Михаил Соколов: Давайте мы посмотрим опрос, который мы сделали на улицах Москвы. Надо сказать, что настроения людей несколько расходятся с тем, что мы видим у социологов.

Опрос на улицах столицы

Михаил Соколов: Я не знаю, может быть, нам так повезло. Может быть, в Москве что-то случилось с людьми? Довольно много всегда отказываются, у вас же тоже, наверное, отказываются отвечать?

Лев Гудков: Нет, это не настолько много отказываются реально. Вообще говоря, в Москве уровень агрессии гораздо выше, чем где бы то ни было.

Михаил Соколов: В смысле недовольства, я бы сказал мягко, это не агрессия.

Лев Гудков: Я имею в виду образ врага, намного выше, чем в провинции. Поскольку Москва политически ангажированная, мобилизованная.

Михаил Соколов: То есть врага в том числе и внутреннего, в том числе и власть?

Лев Гудков: В том числе и внутреннего.

Михаил Соколов: А то у вас такие цифры, прямо страшно: Путин 1% враг, русофобы 1%, Навальный с оппозицией 3%, олигархи и банкиры 2%. А было 20%. Что случилось? Все полюбили олигархов и банкиров?

Лев Гудков: Методика немножко различная. Там мы предлагали карточку с готовыми ответами, а здесь люди сами называли, и это надо принимать во внимание.

Насчет врагов я хочу сказать. Вообще говоря, цель Путина на самом деле – это не проведение социальной политики и не строительство государства всеобщего благосостояния, благоденствия, его цель – это удержание элит. Потому что именно от элит зависит стабильность его режима, его правления.

Михаил Соколов: То есть сохранение самодержавия с опорой на существующую элиту.

Лев Гудков: Именно. Все остальное – это стерилизация массового недовольства, что он так или иначе делает. Пока работает этот механизм, подконтрольные элиты, им предоставляется целый ряд бонусов, обещание защиты от санкций. И это работает, потому что на этом держится режим.

Михаил Соколов: Может ли такая система быть устойчивой, если мы видим определенные проблемы внутри? Вдруг сажают несколько губернаторов, продлевают нынче срок главе Марий-Эл, например, он отсиживается перед судом, Белых судят тоже на наших глазах, Улюкаеву дали приличный срок, министру. То есть что-то там насчет защиты внутри элит не очень хорошо все-таки.

Владимир Рыжков: Наш опыт показывает исторический, опыт царской России, которая все-таки довольно долго продержалась, династия Романовых, и опыт советской власти, которая продержалась почти весь ХХ век, что такого рода неэффективные закрытые системы, где компенсируются неудачи внутренние поиском врагов внутри и снаружи, довольно долго могут существовать.

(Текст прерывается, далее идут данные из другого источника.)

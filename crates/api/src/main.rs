use std::sync::Arc;

use anyhow::Context;

use cellarwatch_api::app::{self, AppServices};
use cellarwatch_api::config::ApiConfig;
use cellarwatch_infra::{db, store::PostgresStore};

#[tokio::main]
async fn main() -> anyhow::Result<()> {
    let _ = dotenvy::dotenv();
    cellarwatch_observability::init("cellarwatch-api");

    let config = ApiConfig::from_env().context("invalid API configuration")?;

    let services = match &config.database_url {
        Some(url) => {
            let pool = db::connect(url, 10).await.context("database connection failed")?;
            db::migrate(&pool).await.context("database migration failed")?;
            AppServices::from_store(Arc::new(PostgresStore::new(pool)), config.limits)
        }
        None => {
            tracing::warn!("DATABASE_URL not set; using in-memory stores");
            AppServices::in_memory(config.limits)
        }
    };

    let listener = tokio::net::TcpListener::bind(config.bind_addr)
        .await
        .with_context(|| format!("failed to bind {}", config.bind_addr))?;

    tracing::info!(
        addr = %config.bind_addr,
        fetch_limit = config.limits.fetch(),
        ack_limit = config.limits.ack(),
        "listening"
    );

    axum::serve(listener, app::build_app(services))
        .await
        .context("server error")?;
    Ok(())
}
//! Delist products that left the sitemap; relist the ones that came back.

use std::collections::HashSet;

use chrono::{DateTime, Utc};
use tracing::info;

use cellarwatch_core::Sku;
use cellarwatch_infra::store::{CatalogStore, StoreError};

#[derive(Debug, Clone, Copy, Default, PartialEq, Eq)]
pub struct ReconcileOutcome {
    pub delisted: u64,
    pub relisted: u64,
}

/// Compare the stored catalog against a complete sitemap SKU set.
///
/// Both updates are conditional, so repeating a run against the same
/// snapshot reports zero changes. Callers treat an error as "skip this step".
pub async fn reconcile(
    catalog: &dyn CatalogStore,
    sitemap_skus: &HashSet<Sku>,
    now: DateTime<Utc>,
) -> Result<ReconcileOutcome, StoreError> {
    let stored = catalog.stored_skus().await?;
    let delisted = catalog.delisted_skus().await?;

    let mut to_delist: Vec<Sku> = stored.difference(sitemap_skus).cloned().collect();
    let mut to_relist: Vec<Sku> = delisted.intersection(sitemap_skus).cloned().collect();
    to_delist.sort();
    to_relist.sort();

    let outcome = ReconcileOutcome {
        delisted: catalog.mark_delisted(&to_delist, now).await?,
        relisted: catalog.clear_delisted(&to_relist).await?,
    };

    info!(
        delisted = outcome.delisted,
        relisted = outcome.relisted,
        "catalog reconciled"
    );
    Ok(outcome)
}

#[cfg(test)]
mod tests {
    use super::*;
    use cellarwatch_core::ProductRecord;
    use cellarwatch_infra::store::InMemoryStore;

    fn sku(raw: &str) -> Sku {
        Sku::parse(raw).unwrap()
    }

    async fn seeded(skus: &[&str]) -> InMemoryStore {
        let store = InMemoryStore::new();
        for raw in skus {
            let record = ProductRecord {
                sku: sku(raw),
                url: format!("https://www.saq.com/fr/{raw}"),
                name: None,
                price: None,
                currency: None,
                availability: Some(true),
            };
            store.save_scrape(&record, false, Utc::now()).await.unwrap();
        }
        store
    }

    #[tokio::test]
    async fn delists_missing_and_relists_returning() {
        let store = seeded(&["1", "2", "3"]).await;
        let now = Utc::now();

        let first = reconcile(&store, &HashSet::from([sku("1")]), now).await.unwrap();
        assert_eq!(first, ReconcileOutcome { delisted: 2, relisted: 0 });

        let repeat = reconcile(&store, &HashSet::from([sku("1")]), now).await.unwrap();
        assert_eq!(repeat, ReconcileOutcome::default());

        let back = reconcile(&store, &HashSet::from([sku("1"), sku("2")]), now)
            .await
            .unwrap();
        assert_eq!(back, ReconcileOutcome { delisted: 0, relisted: 1 });
        assert_eq!(store.delisted_skus().await.unwrap(), HashSet::from([sku("3")]));
    }
}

Но долгосрочное не означает долгопрочное. То есть я бы это сравнил, как стоит дом кирпичный, а внизу под землей фундамент подмывается какими-то подземными водами, то есть происходит эрозия и в друг в один несчастный день стена падает, дом разрушается, а вроде стоял сто лет. Эрозия идет. Даже ваш опрос на улицах показал – лица-то не веселые. То есть с одной стороны снимают на Маяковской площади в Москве, где все сверкает, где Собянин вложил миллиарды рублей в этот карнавал новогодний, казалось бы, иностранцы даже ходят, ахают – какая красота, а лица серые, землистые, недовольные, депрессивные. Люди тащат квартплату, люди тащат налоги, постоянно дорожающий бензин, платные детские сады, платные консультации, все дорожает, а доходы упали за шесть лет.

Михаил Соколов: А им говорят: 2,5% инфляция.

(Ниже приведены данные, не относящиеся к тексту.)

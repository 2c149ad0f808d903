//! Restock delivery: drains pending notifications from the API and forwards
//! them to chat recipients.

pub mod config;
pub mod drainer;
pub mod gateway;
pub mod render;
pub mod sender;

pub use drainer::{DrainStats, Drainer};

Владимир Рыжков: Доходы упали на 4% в реальном исчислении, а цены выросли за эти 6 лет капитально. Эрозия происходит. Пока все держится на инерции, как бы не было хуже, как бы не было страшнее. Хуже уже. 23 миллиона человек ниже черты бедности, застойная бедность, то есть без шансов подняться. Поэтому держаться можно, но эрозия будет стену подмывать, в какой-то момент это может рухнуть. Я не Нострадамус, может, Лев Дмитриевич или Константин скажут, когда эта эрозия почвы может привести к падению стены, наверное, не в ближайшие год, два, три, но то, что эрозия идет – это совершенно для меня очевидно.

Михаил Соколов: Владимир Путин, он же серьезно программно все не выступает, а какие-то отдельные вбросы. А он может идти на выборы без программы?

Владимир Рыжков: Они обязательно опубликуют. Огромный аппарат сидит на Старой площади, люди получают зарплаты, огромное количество политологов, консультантов, экспертов, наверняка будет опубликована. Может быть, они поступят так же, как в 2012 году, пять-шесть статей программных опубликуют.

Михаил Соколов: Или послание Федеральному собранию.

Владимир Рыжков: Или послание Федеральному собранию, как вариант. Час-полтора он будет выступать, по основным блокам пройдет. По 2012 году давайте сделаем отдельную передачу, посмотрим, что он обещал в социальном блоке, что он обещал в экономическом блоке.

Михаил Соколов: Он новенькое что-то пообещает.

Владимир Рыжков: Конечно, пообещает. Он каждый раз что-то новое обещает. А кто кроме нас с вами, злобных, циничных и желчных людей, вспомнит, что он обещал шесть лет назад. Я человек противный, поэтому помню, а народ не помнит, что он обещал.

Михаил Соколов: Короткая память?

Лев Гудков: Именно. Люди не удерживают в памяти не то, что пять лет назад, они не помнят, что было полгода назад.

Михаил Соколов: Им можно рассказывать, что вывел войска из Сирии каждые три месяца, а потом выясняется, что кто-то бомбит эту авиабазу.

Владимир Рыжков: Я один раз был в Иркутске, мне показали мост через Ангару, его шесть раз открывали, шесть раз губернатор перерезал ленточку и каждый раз народ радовался. Гораздо приятнее, когда мост шесть раз открывают, чем когда один раз.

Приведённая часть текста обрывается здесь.